◆ **DIRECTIONS FOR THIS TASK**
Below are the records; copy every line in them that holds the string "filename".

◆ **DATA FOR THE TASK**
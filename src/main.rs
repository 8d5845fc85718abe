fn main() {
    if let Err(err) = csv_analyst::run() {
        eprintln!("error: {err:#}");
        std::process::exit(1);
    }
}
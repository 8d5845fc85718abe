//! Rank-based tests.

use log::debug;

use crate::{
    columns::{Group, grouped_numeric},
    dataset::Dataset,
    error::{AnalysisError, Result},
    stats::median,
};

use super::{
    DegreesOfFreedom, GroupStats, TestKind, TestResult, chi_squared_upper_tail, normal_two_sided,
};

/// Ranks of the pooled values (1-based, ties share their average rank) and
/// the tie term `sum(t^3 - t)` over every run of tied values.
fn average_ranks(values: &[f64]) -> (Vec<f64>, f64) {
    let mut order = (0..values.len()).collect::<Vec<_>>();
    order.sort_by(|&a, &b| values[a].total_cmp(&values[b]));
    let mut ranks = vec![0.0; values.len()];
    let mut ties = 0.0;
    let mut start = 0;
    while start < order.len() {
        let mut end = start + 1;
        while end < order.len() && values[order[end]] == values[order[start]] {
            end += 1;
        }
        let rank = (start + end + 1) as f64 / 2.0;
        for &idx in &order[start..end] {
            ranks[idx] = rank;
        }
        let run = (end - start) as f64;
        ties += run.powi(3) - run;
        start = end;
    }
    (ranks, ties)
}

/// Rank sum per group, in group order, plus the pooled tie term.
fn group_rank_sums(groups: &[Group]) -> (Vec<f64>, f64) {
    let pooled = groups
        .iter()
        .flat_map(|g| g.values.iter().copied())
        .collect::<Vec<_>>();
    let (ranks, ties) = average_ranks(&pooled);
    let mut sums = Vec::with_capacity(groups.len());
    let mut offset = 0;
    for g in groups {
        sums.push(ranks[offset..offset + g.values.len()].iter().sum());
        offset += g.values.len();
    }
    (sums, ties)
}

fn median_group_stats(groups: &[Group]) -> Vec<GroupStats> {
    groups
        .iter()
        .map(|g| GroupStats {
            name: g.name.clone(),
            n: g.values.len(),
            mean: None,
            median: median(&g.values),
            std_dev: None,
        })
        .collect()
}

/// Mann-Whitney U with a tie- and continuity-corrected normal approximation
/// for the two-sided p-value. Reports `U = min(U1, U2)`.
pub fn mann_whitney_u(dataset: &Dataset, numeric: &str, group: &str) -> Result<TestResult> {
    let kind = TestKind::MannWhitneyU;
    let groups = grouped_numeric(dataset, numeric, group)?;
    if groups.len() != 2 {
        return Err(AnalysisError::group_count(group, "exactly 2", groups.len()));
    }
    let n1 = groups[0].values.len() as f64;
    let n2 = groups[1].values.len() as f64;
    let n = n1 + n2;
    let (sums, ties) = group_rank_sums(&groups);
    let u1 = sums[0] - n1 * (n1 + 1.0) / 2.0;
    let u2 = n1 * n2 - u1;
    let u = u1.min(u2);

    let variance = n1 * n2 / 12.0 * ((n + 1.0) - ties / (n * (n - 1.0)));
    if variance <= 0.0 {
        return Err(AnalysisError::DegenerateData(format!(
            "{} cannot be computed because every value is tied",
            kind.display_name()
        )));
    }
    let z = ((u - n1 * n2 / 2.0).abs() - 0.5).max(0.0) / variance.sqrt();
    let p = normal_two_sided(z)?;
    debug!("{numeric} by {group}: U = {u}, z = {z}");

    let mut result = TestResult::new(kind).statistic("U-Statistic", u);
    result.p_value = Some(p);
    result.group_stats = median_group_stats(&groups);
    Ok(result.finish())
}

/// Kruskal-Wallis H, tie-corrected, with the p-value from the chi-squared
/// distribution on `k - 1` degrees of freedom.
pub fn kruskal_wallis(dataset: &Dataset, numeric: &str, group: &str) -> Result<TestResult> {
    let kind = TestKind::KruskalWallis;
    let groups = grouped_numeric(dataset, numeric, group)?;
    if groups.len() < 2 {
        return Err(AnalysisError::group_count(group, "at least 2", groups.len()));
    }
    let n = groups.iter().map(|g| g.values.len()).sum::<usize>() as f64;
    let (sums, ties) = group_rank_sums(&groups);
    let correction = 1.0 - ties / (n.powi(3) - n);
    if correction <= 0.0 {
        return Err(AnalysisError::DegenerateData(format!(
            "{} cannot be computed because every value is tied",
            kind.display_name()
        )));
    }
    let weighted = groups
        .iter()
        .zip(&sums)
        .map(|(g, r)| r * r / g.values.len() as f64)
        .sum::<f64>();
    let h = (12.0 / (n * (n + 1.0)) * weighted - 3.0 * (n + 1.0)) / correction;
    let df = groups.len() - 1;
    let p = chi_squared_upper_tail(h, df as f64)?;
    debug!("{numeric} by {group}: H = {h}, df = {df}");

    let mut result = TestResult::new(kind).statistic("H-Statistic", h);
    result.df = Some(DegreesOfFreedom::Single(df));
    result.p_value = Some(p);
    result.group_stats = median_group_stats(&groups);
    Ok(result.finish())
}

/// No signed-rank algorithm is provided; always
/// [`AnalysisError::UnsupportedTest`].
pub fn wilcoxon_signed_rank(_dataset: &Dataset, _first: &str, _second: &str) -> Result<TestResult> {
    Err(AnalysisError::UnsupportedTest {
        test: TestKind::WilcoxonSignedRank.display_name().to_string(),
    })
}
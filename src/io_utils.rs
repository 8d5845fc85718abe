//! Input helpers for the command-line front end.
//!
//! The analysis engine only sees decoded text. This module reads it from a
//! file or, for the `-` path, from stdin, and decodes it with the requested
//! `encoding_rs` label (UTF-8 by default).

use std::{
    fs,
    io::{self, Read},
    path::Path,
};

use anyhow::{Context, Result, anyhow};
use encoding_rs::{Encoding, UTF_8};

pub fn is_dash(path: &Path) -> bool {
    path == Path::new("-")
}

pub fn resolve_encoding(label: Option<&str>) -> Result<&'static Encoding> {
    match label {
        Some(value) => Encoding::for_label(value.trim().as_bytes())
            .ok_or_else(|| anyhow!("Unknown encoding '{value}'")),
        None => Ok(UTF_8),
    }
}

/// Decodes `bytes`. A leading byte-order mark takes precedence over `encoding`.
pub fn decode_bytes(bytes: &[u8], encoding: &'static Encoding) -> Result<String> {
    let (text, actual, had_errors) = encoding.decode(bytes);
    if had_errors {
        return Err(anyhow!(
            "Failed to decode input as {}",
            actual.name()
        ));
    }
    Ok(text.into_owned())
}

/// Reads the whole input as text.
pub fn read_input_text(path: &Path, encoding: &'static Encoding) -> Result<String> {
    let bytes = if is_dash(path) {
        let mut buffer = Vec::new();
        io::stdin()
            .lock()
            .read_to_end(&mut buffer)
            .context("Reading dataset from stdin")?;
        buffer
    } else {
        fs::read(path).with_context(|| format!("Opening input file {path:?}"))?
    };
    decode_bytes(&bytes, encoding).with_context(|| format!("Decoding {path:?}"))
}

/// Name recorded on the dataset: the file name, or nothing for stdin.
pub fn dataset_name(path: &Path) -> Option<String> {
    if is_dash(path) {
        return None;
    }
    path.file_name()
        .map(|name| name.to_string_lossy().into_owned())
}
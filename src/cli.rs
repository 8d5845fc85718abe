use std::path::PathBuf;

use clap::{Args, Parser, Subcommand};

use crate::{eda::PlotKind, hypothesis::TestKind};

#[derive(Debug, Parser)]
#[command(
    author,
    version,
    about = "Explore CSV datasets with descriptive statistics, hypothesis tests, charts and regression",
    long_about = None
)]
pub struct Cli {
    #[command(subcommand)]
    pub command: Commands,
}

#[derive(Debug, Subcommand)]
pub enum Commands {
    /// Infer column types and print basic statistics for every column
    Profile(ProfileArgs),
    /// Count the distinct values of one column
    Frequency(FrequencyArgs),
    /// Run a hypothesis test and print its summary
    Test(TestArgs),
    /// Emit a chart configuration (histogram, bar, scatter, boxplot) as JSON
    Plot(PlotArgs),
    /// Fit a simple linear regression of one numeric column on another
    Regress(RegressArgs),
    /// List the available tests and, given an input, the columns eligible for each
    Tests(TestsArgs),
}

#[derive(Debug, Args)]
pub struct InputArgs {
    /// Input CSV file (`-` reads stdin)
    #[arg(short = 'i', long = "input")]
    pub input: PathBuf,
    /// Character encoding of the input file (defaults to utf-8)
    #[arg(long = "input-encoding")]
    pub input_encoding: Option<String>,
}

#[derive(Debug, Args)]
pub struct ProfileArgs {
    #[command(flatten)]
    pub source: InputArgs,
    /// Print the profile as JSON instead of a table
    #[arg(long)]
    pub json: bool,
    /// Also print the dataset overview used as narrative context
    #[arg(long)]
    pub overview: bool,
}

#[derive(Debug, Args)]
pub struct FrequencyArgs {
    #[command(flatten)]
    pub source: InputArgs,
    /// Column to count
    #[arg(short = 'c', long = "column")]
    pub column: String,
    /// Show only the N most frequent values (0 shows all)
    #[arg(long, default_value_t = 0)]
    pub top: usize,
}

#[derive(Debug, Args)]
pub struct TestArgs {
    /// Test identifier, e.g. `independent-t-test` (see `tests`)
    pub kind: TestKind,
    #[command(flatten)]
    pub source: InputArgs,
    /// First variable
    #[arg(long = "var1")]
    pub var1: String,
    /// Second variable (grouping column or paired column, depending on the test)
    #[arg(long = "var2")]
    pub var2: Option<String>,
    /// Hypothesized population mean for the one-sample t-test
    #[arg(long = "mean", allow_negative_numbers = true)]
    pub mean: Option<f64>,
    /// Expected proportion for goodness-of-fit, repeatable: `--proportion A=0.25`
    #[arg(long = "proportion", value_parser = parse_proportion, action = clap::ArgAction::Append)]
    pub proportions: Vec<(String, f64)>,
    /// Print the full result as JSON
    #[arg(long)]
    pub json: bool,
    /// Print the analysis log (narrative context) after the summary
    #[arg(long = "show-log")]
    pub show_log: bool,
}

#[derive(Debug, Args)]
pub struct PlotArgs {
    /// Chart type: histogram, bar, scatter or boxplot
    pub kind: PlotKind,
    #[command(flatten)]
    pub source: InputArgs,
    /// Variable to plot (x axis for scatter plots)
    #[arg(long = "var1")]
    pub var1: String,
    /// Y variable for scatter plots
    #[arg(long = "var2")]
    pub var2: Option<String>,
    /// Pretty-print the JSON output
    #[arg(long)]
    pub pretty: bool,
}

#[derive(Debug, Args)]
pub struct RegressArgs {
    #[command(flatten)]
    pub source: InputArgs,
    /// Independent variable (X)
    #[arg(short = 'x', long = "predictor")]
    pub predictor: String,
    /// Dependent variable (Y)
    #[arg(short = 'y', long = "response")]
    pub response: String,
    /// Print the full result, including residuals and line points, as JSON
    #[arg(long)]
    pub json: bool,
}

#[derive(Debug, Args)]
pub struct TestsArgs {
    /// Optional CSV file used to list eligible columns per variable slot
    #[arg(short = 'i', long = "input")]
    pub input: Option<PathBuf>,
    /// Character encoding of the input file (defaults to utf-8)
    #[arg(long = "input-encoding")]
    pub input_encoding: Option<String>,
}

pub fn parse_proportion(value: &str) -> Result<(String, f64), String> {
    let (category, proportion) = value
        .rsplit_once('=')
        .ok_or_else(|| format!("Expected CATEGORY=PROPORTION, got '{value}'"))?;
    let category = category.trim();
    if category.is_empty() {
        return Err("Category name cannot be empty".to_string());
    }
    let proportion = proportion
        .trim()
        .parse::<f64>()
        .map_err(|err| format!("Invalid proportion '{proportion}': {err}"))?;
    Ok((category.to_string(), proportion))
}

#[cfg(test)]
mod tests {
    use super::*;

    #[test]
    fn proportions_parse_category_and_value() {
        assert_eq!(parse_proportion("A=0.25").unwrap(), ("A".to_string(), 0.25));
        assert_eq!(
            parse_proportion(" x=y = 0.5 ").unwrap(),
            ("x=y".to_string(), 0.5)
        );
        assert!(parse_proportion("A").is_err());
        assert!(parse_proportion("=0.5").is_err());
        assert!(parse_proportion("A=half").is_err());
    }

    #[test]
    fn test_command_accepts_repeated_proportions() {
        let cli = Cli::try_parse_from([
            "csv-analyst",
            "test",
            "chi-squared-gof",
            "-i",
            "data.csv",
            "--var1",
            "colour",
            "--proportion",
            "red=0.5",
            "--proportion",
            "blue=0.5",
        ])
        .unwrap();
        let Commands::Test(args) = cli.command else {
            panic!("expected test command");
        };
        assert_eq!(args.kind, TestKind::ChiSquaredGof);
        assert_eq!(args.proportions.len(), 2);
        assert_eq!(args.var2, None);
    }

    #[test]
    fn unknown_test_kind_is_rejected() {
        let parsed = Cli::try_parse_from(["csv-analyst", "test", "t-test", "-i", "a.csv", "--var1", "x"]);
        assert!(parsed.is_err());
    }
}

◆ **EXPECTED ANSWER**
filename src/main.rs
filename src/io_utils.rs
filename src/cli.rs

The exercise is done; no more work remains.